There are times when one has to stop being a subject teacher and just be a teacher. When concentration is lagging, or pupils are whingeing about the lack of Fun, I’ve found that they seem to resonate somewhat with a ‘three brains’ model. I’m not claiming any credit for it since it just grew from my reading of basic psychology, notably the work of Daniel Kahneman.
Silently, I just clear part of the board, and draw a simple side-profile of a head, with a brain inside. I put three asterisks at the back, middle and front and number them one, two, three. Curiosity has often been aroused by this point. I either label the diagram, of give a simple verbal explanation along the lines of 1) primitive (rear) brain, responsible for metabolic function 2) mid-brain, responsible for emotions and 3) front brain, responsible for higher thought.
Two and Three correspond to Kahneman’s two modes of thought. I explain that people’s minds ‘naturally’ reside in Brain Two, where emotional responses rule, whereas learning requires the use of Brain Three, higher thought. I explain that Brain Three also requires most ‘energy’ and one has actively to move one’s mind into that mode.
It’s over-simple – but in the last month I have had three occasions when pupils have bounced the idea back at me in subsequent lessons. It’s something they seem not to know, which is odd when one considers how much effort has gone into meta-thinking about the educative process. I think this also helps to explain some of the issues I’ve raised in my previous two posts: a life of indulgence has the effect of pampering Brain Two, while reducing the need to activate Brain Three. While people can aspire on the grounds that Brain Two is unhappy, it requires Brain Three thought to figure this out – and pampered people have little reason to make this effort.
But I think it is a mistake to imply that Brain Three is the only important one. People need to be able to leave Brain Two in good hands in order to be able to put themselves in Brain Three mode, without the self-fulfilling worry that Brain Two will reassert itself. It’s why people can’t think when they are afraid, or when their basic needs are being threatened. That is why I’ve always considered that building good relationships with pupils is paramount, and far more important than any teaching techniques that one subsequently chooses.
My current reading is Ha-Joon Chang’s book 23 Things They Don’t Tell You About Capitalism, which despite its glib title, is a thoughtful critique of economic theory. As a South Korean (now Cambridge professor) he has an interesting position from which to comment on the way Britain runs its affairs, including education. It might suggest that we have been guilty of running our society too strictly along the lines of economic Brain Three, while ignoring the costs of neglecting welfare Brain Two.
Thing 5: Assume the worst about people and you will get the worst.

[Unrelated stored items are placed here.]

//! Error types for sentinel-sync

use thiserror::Error;

pub type Result<T> = std::result::Result<T, Error>;

#[derive(Error, Debug)]
pub enum Error {
    // === I/O Errors ===
    #[error("I/O error: {0}")]
    Io(#[from] std::io::Error),

    // === Config Errors ===
    #[error("Invalid configuration: {0}")]
    Config(String),

    // === Coordination Store Errors ===
    #[error("Coordination store error: {0}")]
    Coordination(String),

    #[error("Session is read-only, refusing to write {0}")]
    ReadOnly(String),

    // === Failover Service Errors ===
    #[error("Failover service error: {0}")]
    Failover(String),

    #[error("Malformed event on {channel}: {reason}")]
    MalformedEvent { channel: String, reason: String },

    // === Audit Errors ===
    #[error("<{group}> mismatch: store has {stored}, config has {expected}")]
    ConsistencyMismatch {
        group: String,
        stored: String,
        expected: String,
    },

    // === Serialization ===
    #[error("JSON error: {0}")]
    Json(#[from] serde_json::Error),
}

impl Error {
    /// Is this a retryable error?
    ///
    /// Only coordination failures are recovered by the reconnect-and-retry
    /// loop of the write protocol.
    pub fn is_retryable(&self) -> bool {
        matches!(self, Error::Coordination(_))
    }

    pub fn malformed(channel: &str, reason: impl Into<String>) -> Self {
        Error::MalformedEvent {
            channel: channel.to_string(),
            reason: reason.into(),
        }
    }
}

impl From<zookeeper_client::Error> for Error {
    fn from(e: zookeeper_client::Error) -> Self {
        Error::Coordination(e.to_string())
    }
}

impl From<redis::RedisError> for Error {
    fn from(e: redis::RedisError) -> Self {
        Error::Failover(e.to_string())
    }
}

impl From<config::ConfigError> for Error {
    fn from(e: config::ConfigError) -> Self {
        Error::Config(e.to_string())
    }
}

People are not rational economic beings, motivated only by self-interest. If you assume that, you will contaminate people’s evident other motivations, and spend inordinate amount of precious resources checking up on them to make sure they aren’t cheating. You will also add pressure that will make them more likely to cheat for self-preservation.
Thing 9: We do not live in a post industrial society.
The salient point is that you cannot increase productivity in services the way you can ramp it up in manufacturing. If you do, it will be at the cost of quality.
“In some cases, the very attempt to increase productivity will destroy the product itself. If a string quartet trots through a twenty-seven minute piece in nine minutes, would you say that its productivity has trebled?”
School managements and government ministers take note.